What is Big Data? And How Is A Statistician Different From Data Analyst?

In case you've been hearing about big data and don't yet know what exactly it means, today is your lucky day.

First, a little background to help put things in the right perspective. Data is simply information that has been gathered and could be stored. 20 years ago, gathering information was relatively expensive. It often required people going around with forms and gathering information, like a national census. Then another set of people will be hired to enter those data in a storage and retrieval system. And those storage and retrieval systems were very expensive such that only big organizations could afford a significantly sized one.

Recently, all that has changed. It is now dirt cheap and sometimes free to own a storage and retrieval system (examples are your Facebook account and your email account).

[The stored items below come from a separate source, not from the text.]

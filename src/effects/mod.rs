//! 后处理效果

pub mod blur;

pub use blur::BlurEffect;
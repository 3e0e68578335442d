use super::facing_normal;
use crate::core::frame_buffer::Rgba;
use crate::core::shader::{Fragment, ProgramParams, Shader, ShaderProgram, VertexOutput};
use crate::core::shadow_buffer::{MultiShadowBuffer, ShadowBuffer, shadow_coord};
use crate::geometry::transform::{to_clip, transform_point};
use crate::geometry::vertex::SurfaceVertex;
use nalgebra::{Matrix3, Matrix4, Vector2, Vector3, Vector4};
use serde::Deserialize;
use std::marker::PhantomData;

#[derive(Debug, Clone, Deserialize)]
#[serde(default, deny_unknown_fields)]
pub struct PhongParams {
    pub ambient: f32,
    pub diffuse: f32,
    pub specular: f32,
    pub shininess: f32,
    /// 完全处于阴影时去掉的直接光比例
    pub shadow_strength: f32,
    /// 深度比较前从参考深度中减去的偏移
    pub shadow_bias: f32,
}

impl Default for PhongParams {
    fn default() -> Self {
        Self {
            ambient: 0.2,
            diffuse: 0.8,
            specular: 0.3,
            shininess: 32.0,
            shadow_strength: 0.6,
            shadow_bias: 0.0005,
        }
    }
}

impl ProgramParams for PhongParams {
    const NAME: &'static str = "phong";
}

/// 每个实例的状态，存放在 ShaderStorage 缓冲中
#[derive(Debug, Clone, Copy, PartialEq)]
pub struct InstanceState {
    pub transform: Matrix4<f32>,
    pub color: Rgba,
}

impl Default for InstanceState {
    fn default() -> Self {
        Self {
            transform: Matrix4::identity(),
            color: Rgba::new(1.0, 1.0, 1.0, 1.0),
        }
    }
}

impl InstanceState {
    pub fn new(transform: Matrix4<f32>, color: Rgba) -> Self {
        Self { transform, color }
    }
}

/// 点光源；`view_projection` 用于阴影查找
#[derive(Debug, Clone, Copy, PartialEq)]
pub struct Light {
    pub position: Vector3<f32>,
    pub view_projection: Matrix4<f32>,
}

impl Light {
    pub fn new(position: Vector3<f32>, view_projection: Matrix4<f32>) -> Self {
        Self {
            position,
            view_projection,
        }
    }
}

/// 阴影贴图来源：单张对应第一个光源，分层按光源序号取层
#[derive(Debug, Clone, Copy, Default)]
pub enum ShadowMaps<'a> {
    #[default]
    None,
    Single(&'a ShadowBuffer),
    Layered(&'a MultiShadowBuffer),
}

impl ShadowMaps<'_> {
    fn lit(&self, light: usize, coord: &Vector3<f32>, bias: f32) -> f32 {
        let uv = Vector2::new(coord.x, coord.y);
        if !(0.0..=1.0).contains(&uv.x) || !(0.0..=1.0).contains(&uv.y) {
            return 1.0;
        }
        let reference = coord.z - bias;
        match self {
            ShadowMaps::None => 1.0,
            ShadowMaps::Single(buffer) if light == 0 => buffer.sample_compare(uv, reference),
            ShadowMaps::Single(_) => 1.0,
            ShadowMaps::Layered(buffers) => buffers.sample_compare(light, uv, reference),
        }
    }
}

type PhongVarying = (Vector3<f32>, Vector3<f32>, Vector4<f32>);

/// Blinn-Phong 着色器，支持实例化与多光源阴影
pub struct PhongShader<'a, V> {
    params: &'a PhongParams,
    pub model: Matrix4<f32>,
    pub view_projection: Matrix4<f32>,
    pub eye_position: Vector3<f32>,
    pub lights: &'a [Light],
    pub shadows: ShadowMaps<'a>,
    /// 有值时按实例号取变换与颜色
    pub instances: Option<&'a [InstanceState]>,
    pub color: Rgba,
    _vertex: PhantomData<fn() -> V>,
}

impl<'a, V: SurfaceVertex> PhongShader<'a, V> {
    pub fn new(
        program: &'a ShaderProgram<PhongParams>,
        model: Matrix4<f32>,
        view_projection: Matrix4<f32>,
        eye_position: Vector3<f32>,
        lights: &'a [Light],
    ) -> Self {
        Self {
            params: program.params(),
            model,
            view_projection,
            eye_position,
            lights,
            shadows: ShadowMaps::None,
            instances: None,
            color: Rgba::new(1.0, 1.0, 1.0, 1.0),
            _vertex: PhantomData,
        }
    }

    pub fn with_shadows(mut self, shadows: ShadowMaps<'a>) -> Self {
        self.shadows = shadows;
        self
    }

    pub fn with_instances(mut self, instances: &'a [InstanceState]) -> Self {
        self.instances = Some(instances);
        self
    }

    pub fn with_color(mut self, color: Rgba) -> Self {
        self.color = color;
        self
    }

    fn instance(&self, index: usize) -> InstanceState {
        self.instances
            .and_then(|instances| instances.get(index).copied())
            .unwrap_or_default()
    }
}

impl<V: SurfaceVertex> Shader for PhongShader<'_, V> {
    type Vertex = V;
    type Varying = PhongVarying;

    fn vertex(&self, vertex: &V, instance: usize) -> VertexOutput<PhongVarying> {
        let state = self.instance(instance);
        let model = self.model * state.transform;
        let world = transform_point(&model, &vertex.position());
        // 实例变换只含旋转和均匀缩放，上三角 3x3 即可变换法线
        let linear: Matrix3<f32> = model.fixed_view::<3, 3>(0, 0).into_owned();
        let normal = linear * vertex.normal();
        let color = self
            .color
            .component_mul(&state.color)
            .component_mul(&vertex.color().push(1.0));
        VertexOutput::new(
            to_clip(&self.view_projection, &world),
            (world, normal, color),
        )
    }

    fn fragment(&self, fragment: &Fragment<PhongVarying>) -> Option<Rgba> {
        let (world, normal, color) = &fragment.varying;
        let p = self.params;
        let n = facing_normal(normal, fragment.front_facing);
        let view = (self.eye_position - world)
            .try_normalize(1e-12)
            .unwrap_or_else(Vector3::z);

        let mut direct = 0.0;
        let mut highlight = 0.0;
        for (index, light) in self.lights.iter().enumerate() {
            let Some(l) = (light.position - world).try_normalize(1e-12) else {
                continue;
            };
            let coord = shadow_coord(&light.view_projection, world);
            let lit = self.shadows.lit(index, &coord, p.shadow_bias);
            let shadow = 1.0 - p.shadow_strength * (1.0 - lit);

            let half = (l + view).try_normalize(1e-12).unwrap_or(n);
            direct += shadow * p.diffuse * n.dot(&l).max(0.0);
            highlight += lit * p.specular * n.dot(&half).max(0.0).powf(p.shininess);
        }
        let count = self.lights.len().max(1) as f32;
        let rgb = color.xyz() * (p.ambient + direct / count) + Vector3::repeat(highlight / count);
        Some(rgb.push(color.w))
    }
}

#[cfg(test)]
mod tests {
    use super::*;
    use crate::core::frame_buffer::RenderTarget;
    use crate::geometry::vertex::NormalVertex;
    use std::path::Path;

    fn program() -> ShaderProgram<PhongParams> {
        ShaderProgram::from_source(
            Path::new("phong.toml"),
            "[program]\nname = \"phong\"\nstages = [\"vertex\", \"fragment\"]\n[params]\nspecular = 0.0\n",
        )
        .unwrap()
    }

    fn fragment_at(world: Vector3<f32>) -> Fragment<PhongVarying> {
        Fragment {
            varying: (world, Vector3::z(), Rgba::new(1.0, 1.0, 1.0, 1.0)),
            coord: Vector2::zeros(),
            depth: 0.5,
            front_facing: true,
        }
    }

    #[test]
    fn instances_pick_transform_and_color() {
        let program = program();
        let lights = [Light::new(Vector3::new(0.0, 0.0, 5.0), Matrix4::identity())];
        let instances = [
            InstanceState::default(),
            InstanceState::new(
                Matrix4::new_translation(&Vector3::new(2.0, 0.0, 0.0)),
                Rgba::new(1.0, 0.0, 0.0, 0.5),
            ),
        ];
        let shader: PhongShader<NormalVertex> = PhongShader::new(
            &program,
            Matrix4::identity(),
            Matrix4::identity(),
            Vector3::new(0.0, 0.0, 5.0),
            &lights,
        )
        .with_instances(&instances);

        let vertex = NormalVertex::new(Vector3::zeros(), Vector3::z());
        let first = shader.vertex(&vertex, 0);
        let second = shader.vertex(&vertex, 1);
        assert_eq!(first.varying.0, Vector3::zeros());
        assert_eq!(second.varying.0, Vector3::new(2.0, 0.0, 0.0));
        assert_eq!(second.varying.2, Rgba::new(1.0, 0.0, 0.0, 0.5));
    }

    #[test]
    fn shadowed_fragments_are_darker() {
        let program = program();
        let lights = [Light::new(Vector3::new(0.0, 0.0, 5.0), Matrix4::identity())];
        let mut occluder = ShadowBuffer::new(4, 4);
        occluder.planes().depth.fill(0.0);
        let open = ShadowBuffer::new(4, 4);

        let shade = |buffer: &ShadowBuffer| {
            let shader: PhongShader<NormalVertex> = PhongShader::new(
                &program,
                Matrix4::identity(),
                Matrix4::identity(),
                Vector3::new(0.0, 0.0, 5.0),
                &lights,
            )
            .with_shadows(ShadowMaps::Single(buffer));
            shader.fragment(&fragment_at(Vector3::new(0.0, 0.0, 0.5))).unwrap()
        };

        let lit = shade(&open);
        let shadowed = shade(&occluder);
        assert!(lit.x > shadowed.x);
        let p = program.params();
        let expected = p.ambient + (1.0 - p.shadow_strength) * p.diffuse;
        assert!((shadowed.x - expected).abs() < 1e-4);
    }
}
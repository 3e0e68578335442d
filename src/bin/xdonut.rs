use raster_demos::demos::xdonut::XDonutDemo;
use raster_demos::io::demo_settings::DemoDefaults;

fn main() {
    raster_demos::app::run("xdonut", DemoDefaults::default(), XDonutDemo::new);
}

Then the gathering process is now digital and automated. No need of using people and forms. We now have more data than we know what to do with them. And that is the foundation on which big data is built on.

Big data is when you automatically gather and store all the data about your business (or life, yours or some else's), and it runs into billions and billions of billions, then you decide you are not going to discard anything but try to use everything with the hope of learning things you never knew and be able to make accurate predictions. That is big data. It is how Facebook figures out people you may know.

image: collegerag.net

Now to the second part: Statistician vs Data Analyst.

In those days of forms and pen for data gathering, there were data entry people (who gathered and cleaned the data for use) and there were statisticians who worked on the data (often as a sample of a bigger population) and try to make inference and predictions.

Recently, there are no more data entry people. Computers, chips and technologies now abound that gather data automatically and put them in usable form. Now the people needed to work on these data are people who can work these new technologies, mine data on a scale traditional statisticians have never experienced and build analysis a traditional statistical tool can't handle. 

In a sentence, data analysts are the new statisticians. The real ones know as much statistics as a statistician but use new tools a traditional statistician doesn't use. 

Unfortunately, there are more fake data analysts than genuine ones. I am one of the fake too but I am already fixing that.


  1. You must be kidding me. Thanks for clarifying though. I like to think of myself more as a data analyst than a statistician though. I'm even looking forward to doing a postgraduate program in data analysis.

    1. Hello Chief,

      No, I'm not. I came into this data analysis by chance. So I have to now go through the right learning.

      Great to hear you are planning on a more structured formal learning at an advanced level. That's super cool!

  2. Nice Article! Lool @ the last statement! I would recommend running Data Analysis courses on Udacity, Coursera and Lynda.com. I am a Data Analyst myself. Good work on your site and Blog. Keep it up!